Nach tödlichen Einsätzen von Einwanderungsbeamten stellt sich ICE-Chef Todd Lyons dem US-Kongress. Er verteidigt das Vorgehen der Behörden und kündigt weitere Maßnahmen an. Bei einer Befragung vor dem US-Kongress hat der amtierende Direktor der Einwanderungs- und Zollbehörde (ICE), Todd Lyons, die Taktiken der Bundesbeamten und die Linie der Regierung von US-Präsident Donald Trump verteidigt. Er verbat sich Vergleiche von Oppositionspolitikern mit "Gestapo"-Methoden und sprach von "gezielten Einsätzen" gegen Kriminelle. Lyons war einer von drei Leitern der Einwanderungsbehörde und des Grenzschutzes, die sich Fragen von Abgeordneten zur Durchsetzung der Einwanderungsbestimmungen in amerikanischen Städten stellen musste.
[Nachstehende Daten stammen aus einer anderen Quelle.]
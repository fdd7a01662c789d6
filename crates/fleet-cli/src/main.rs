use clap::Parser;
use colored::*;
use std::process;

mod cli;
mod commands;
mod display;
mod error;

use cli::{Cli, Commands};
use commands::{load_config, CommandHandler};
use error::CliError;

#[tokio::main]
async fn main() {
    let cli = Cli::parse();

    // Set up logging based on verbosity
    setup_logging(cli.verbose, cli.quiet);

    let config = match load_config(cli.config.as_deref()) {
        Ok(config) => config,
        Err(e) => {
            eprintln!("{} {}", "Error:".red(), e);
            process::exit(1);
        }
    };

    let handler = CommandHandler::new(config, cli.format);
    if let Err(e) = execute_command(&handler, cli.command).await {
        eprintln!("{} {}", "Error:".red(), e);
        process::exit(1);
    }
}

async fn execute_command(handler: &CommandHandler, command: Commands) -> Result<(), CliError> {
    match command {
        Commands::Statestore { port } => handler.run_statestore(port).await,
        Commands::Backend {
            authority,
            service,
            address,
        } => handler.run_backend(authority.as_deref(), service, &address).await,
        Commands::Hosts {
            authority,
            service,
            expect,
            timeout_ms,
        } => {
            handler
                .show_hosts(authority.as_deref(), service, expect, timeout_ms)
                .await
        }
        Commands::Schedule {
            authority,
            service,
            expect,
            timeout_ms,
            items,
        } => {
            handler
                .schedule(authority.as_deref(), service, expect, timeout_ms, &items)
                .await
        }
        Commands::Probe {
            address,
            attempts,
            interval_ms,
        } => handler.probe(&address, attempts, interval_ms).await,
    }
}

fn setup_logging(verbose: bool, quiet: bool) {
    use tracing_subscriber::{fmt, EnvFilter};

    let level = if quiet {
        "error"
    } else if verbose {
        "debug"
    } else {
        "info"
    };

    let filter = EnvFilter::try_from_default_env().unwrap_or_else(|_| EnvFilter::new(level));

    fmt()
        .with_env_filter(filter)
        .with_target(false)
        .with_thread_ids(false)
        .with_file(false)
        .with_line_number(false)
        .init();
}
use crate::cli::OutputFormat;
use crate::display;
use crate::error::{CliError, Result};
use colored::*;
use fleet_cluster::{
    retry::wait_for_server, wait_for_hosts, Assignment, ClusterConfig, ExecEnv, HostAddress,
    HostSet, MembershipAuthority, ServiceId, WorkItem,
};
use serde::Serialize;
use std::path::Path;
use std::time::Duration;

const HOSTS_POLL_INTERVAL: Duration = Duration::from_millis(50);

pub struct CommandHandler {
    config: ClusterConfig,
    output_format: OutputFormat,
}

#[derive(Serialize)]
struct HostsReport<'a> {
    service_id: &'a ServiceId,
    version: u64,
    hosts: &'a HostSet,
}

#[derive(Serialize)]
struct ScheduleReport<'a> {
    service_id: &'a ServiceId,
    assignment: &'a Assignment,
}

/// Load the cluster configuration from `path`, or from defaults plus environment
pub fn load_config(path: Option<&Path>) -> Result<ClusterConfig> {
    let config = match path {
        Some(path) => ClusterConfig::from_file(path),
        None => ClusterConfig::from_env(),
    };
    config.map_err(|e| CliError::ConfigError(e.to_string()))
}

/// Parse `id` or `id=host:port,host:port` into a work item.
///
/// A port of 0 in a hint matches any port on that host.
pub fn parse_work_item(raw: &str) -> Result<WorkItem> {
    let (id, hints) = match raw.split_once('=') {
        Some((id, hints)) => (id.trim(), Some(hints)),
        None => (raw.trim(), None),
    };
    if id.is_empty() {
        return Err(CliError::InvalidInput(format!("Work item without id: '{}'", raw)));
    }

    let mut item = WorkItem::new(id);
    if let Some(hints) = hints {
        for hint in hints.split(',').map(str::trim).filter(|h| !h.is_empty()) {
            let host: HostAddress = hint
                .parse()
                .map_err(|e| CliError::InvalidInput(format!("Bad host hint '{}': {}", hint, e)))?;
            item = item.with_preferred_host(host);
        }
    }
    Ok(item)
}

fn parse_address(address: &str) -> Result<HostAddress> {
    address
        .parse()
        .map_err(|e| CliError::InvalidInput(format!("Bad address '{}': {}", address, e)))
}

impl CommandHandler {
    pub fn new(config: ClusterConfig, output_format: OutputFormat) -> Self {
        Self {
            config,
            output_format,
        }
    }

    /// Config with the authority address overridden from the command line
    fn config_for(&self, authority: Option<&str>) -> Result<ClusterConfig> {
        let mut config = self.config.clone();
        if let Some(authority) = authority {
            config.subscriber.authority_address = parse_address(authority)?.to_string();
        }
        Ok(config)
    }

    fn service_or_default(&self, service: Option<String>) -> ServiceId {
        service
            .map(ServiceId::new)
            .unwrap_or_else(|| self.config.scheduler.service_id())
    }

    pub async fn run_statestore(&self, port: Option<u16>) -> Result<()> {
        let port = port.unwrap_or(self.config.authority.bind_address.port());
        let authority =
            MembershipAuthority::new(self.config.authority.clone(), self.config.pool.clone());
        let local_addr = authority.start(port).await?;

        display::success(format!(
            "Membership authority {} listening on {}",
            authority.authority_id(),
            local_addr
        ));

        tokio::signal::ctrl_c().await?;
        tracing::info!("Interrupt received, stopping authority");
        authority.stop().await;
        display::success("Membership authority stopped");
        Ok(())
    }

    pub async fn run_backend(
        &self,
        authority: Option<&str>,
        service: String,
        address: &str,
    ) -> Result<()> {
        let config = self.config_for(authority)?;
        let address = parse_address(address)?;
        let service_id = ServiceId::new(service);

        let env = ExecEnv::backend(&config)?;
        env.start_services().await?;

        if let Err(e) = env.register_service(service_id.clone(), address.clone()).await {
            env.shutdown().await;
            return Err(e.into());
        }
        display::success(format!("Registered {} under '{}'", address, service_id));

        let mut updates = env.membership().subscribe();
        loop {
            tokio::select! {
                signal = tokio::signal::ctrl_c() => {
                    signal?;
                    break;
                }
                changed = updates.changed() => {
                    if changed.is_err() {
                        break;
                    }
                    let snapshot = updates.borrow_and_update().clone();
                    let hosts = snapshot.known_hosts(&service_id);
                    self.print_hosts(&service_id, snapshot.version(), &hosts)?;
                }
            }
        }

        tracing::info!("Interrupt received, deregistering {}", address);
        env.shutdown().await;
        display::success("Backend stopped");
        Ok(())
    }

    pub async fn show_hosts(
        &self,
        authority: Option<&str>,
        service: Option<String>,
        expect: Option<usize>,
        timeout_ms: u64,
    ) -> Result<()> {
        let config = self.config_for(authority)?;
        let service_id = self.service_or_default(service);

        let env = ExecEnv::backend(&config)?;
        env.start_services().await?;
        let result = self.observe_hosts(&env, &service_id, expect, timeout_ms).await;
        env.shutdown().await;

        let (version, hosts) = result?;
        self.print_hosts(&service_id, version, &hosts)
    }

    async fn observe_hosts(
        &self,
        env: &ExecEnv,
        service_id: &ServiceId,
        expect: Option<usize>,
        timeout_ms: u64,
    ) -> Result<(u64, HostSet)> {
        let attempts = poll_attempts(timeout_ms);
        match expect {
            Some(expected) => {
                let membership = env.membership();
                wait_for_hosts(membership, service_id, expected, attempts, HOSTS_POLL_INTERVAL)
                    .await?;
            }
            None => {
                // Any snapshot at all, including an empty one
                let membership = env.membership();
                fleet_cluster::poll_until(attempts, HOSTS_POLL_INTERVAL, || {
                    membership.health().last_update_age.is_some()
                })
                .await;
            }
        }

        let snapshot = env.membership().snapshot();
        Ok((snapshot.version(), snapshot.known_hosts(service_id)))
    }

    pub async fn schedule(
        &self,
        authority: Option<&str>,
        service: Option<String>,
        expect: Option<usize>,
        timeout_ms: u64,
        items: &[String],
    ) -> Result<()> {
        let items = items
            .iter()
            .map(|raw| parse_work_item(raw))
            .collect::<Result<Vec<_>>>()?;

        let mut config = self.config_for(authority)?;
        let service_id = self.service_or_default(service);
        config.scheduler.service_id = service_id.to_string();

        let env = ExecEnv::coordinator(&config)?;
        env.start_services().await?;
        let result = async {
            self.observe_hosts(&env, &service_id, expect.or(Some(1)), timeout_ms)
                .await?;
            Ok::<_, CliError>(env.scheduler()?.schedule(&items)?)
        }
        .await;
        env.shutdown().await;

        let assignment = result?;
        match self.output_format {
            OutputFormat::Json => {
                let report = ScheduleReport {
                    service_id: &service_id,
                    assignment: &assignment,
                };
                println!("{}", serde_json::to_string_pretty(&report)?);
            }
            OutputFormat::Plain => {
                display::header(format!(
                    "Assignment of {} item(s) at membership version {}",
                    assignment.len(),
                    assignment.snapshot_version
                ));
                for (id, host) in assignment.iter() {
                    println!("  {} -> {}", id.to_string().bold(), host);
                }
                for (host, load) in assignment.load_by_host() {
                    println!("  {} {} item(s)", format!("{}:", host).dimmed(), load);
                }
            }
        }
        Ok(())
    }

    pub async fn probe(&self, address: &str, attempts: u32, interval_ms: u64) -> Result<()> {
        let address = parse_address(address)?;
        wait_for_server(
            address.host(),
            address.port(),
            attempts,
            Duration::from_millis(interval_ms),
        )
        .await?;
        display::success(format!("{} is accepting connections", address));
        Ok(())
    }

    fn print_hosts(&self, service_id: &ServiceId, version: u64, hosts: &HostSet) -> Result<()> {
        match self.output_format {
            OutputFormat::Json => {
                let report = HostsReport {
                    service_id,
                    version,
                    hosts,
                };
                println!("{}", serde_json::to_string_pretty(&report)?);
            }
            OutputFormat::Plain => {
                display::header(format!(
                    "Service '{}' at version {}: {} host(s)",
                    service_id,
                    version,
                    hosts.len()
                ));
                if hosts.is_empty() {
                    display::warning("No hosts known");
                }
                for host in hosts {
                    println!("  {}", host);
                }
            }
        }
        Ok(())
    }
}

fn poll_attempts(timeout_ms: u64) -> u32 {
    let interval = HOSTS_POLL_INTERVAL.as_millis() as u64;
    (timeout_ms / interval).clamp(1, u32::MAX as u64) as u32
}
Ein zentraler Streitpunkt in den Debatten im Kongress war, ob Beamte während ihrer Einsätze ihr Gesicht verdecken dürfen. Die Demokraten drängen darauf, dass die Beamten die Masken abnehmen müssen. Lyons stellte sich dem vehement entgegen. Er verwies auf seine Unterstützung für die Ausstattung der Beamten mit Körperkameras. Lyons machte Lokalpolitiker im US-Bundesstaat Minnesota und Demonstranten für die seiner Auffassung nach eskalierende Rhetorik verantwortlich, die ICE-Beamte ihm zufolge gefährdet. Lyons, der mehrfach ablehnte, direkt auf den Tod von zwei US-Bürgern durch Schüsse von Bundesbeamten einzugehen, sagte, seine Beamten würden sich nicht abschrecken lassen. Ähnlich äußerten sich der Chef des US-Grenzschutzes CBP, Rodney Scott, sowie der Leiter der zivilen Einwanderungsbehörde USCIS, Joseph Edlow. Scott will dem Ausschuss nach Abschluss der Ermittlungen die Berichte zu den tödlichen Vorfällen in Minnesota vorlegen. Die Anhörung löste hitzige Auseinandersetzungen aus: Demokraten warfen den Behörden mangelnde Rechenschaft und brutales, nicht regelkonformes Vorgehen gegen Migranten sowie US-Bürger vor. Abgeordnete kritisierten maskierte Einsätze und forderten Identifizierbarkeit durch Uniformen und gut sichtbare Abzeichen. Einige Abgeordnete forderten ein Ende von ICE und den Rücktritt von DHS-Chefin Kristi Noem.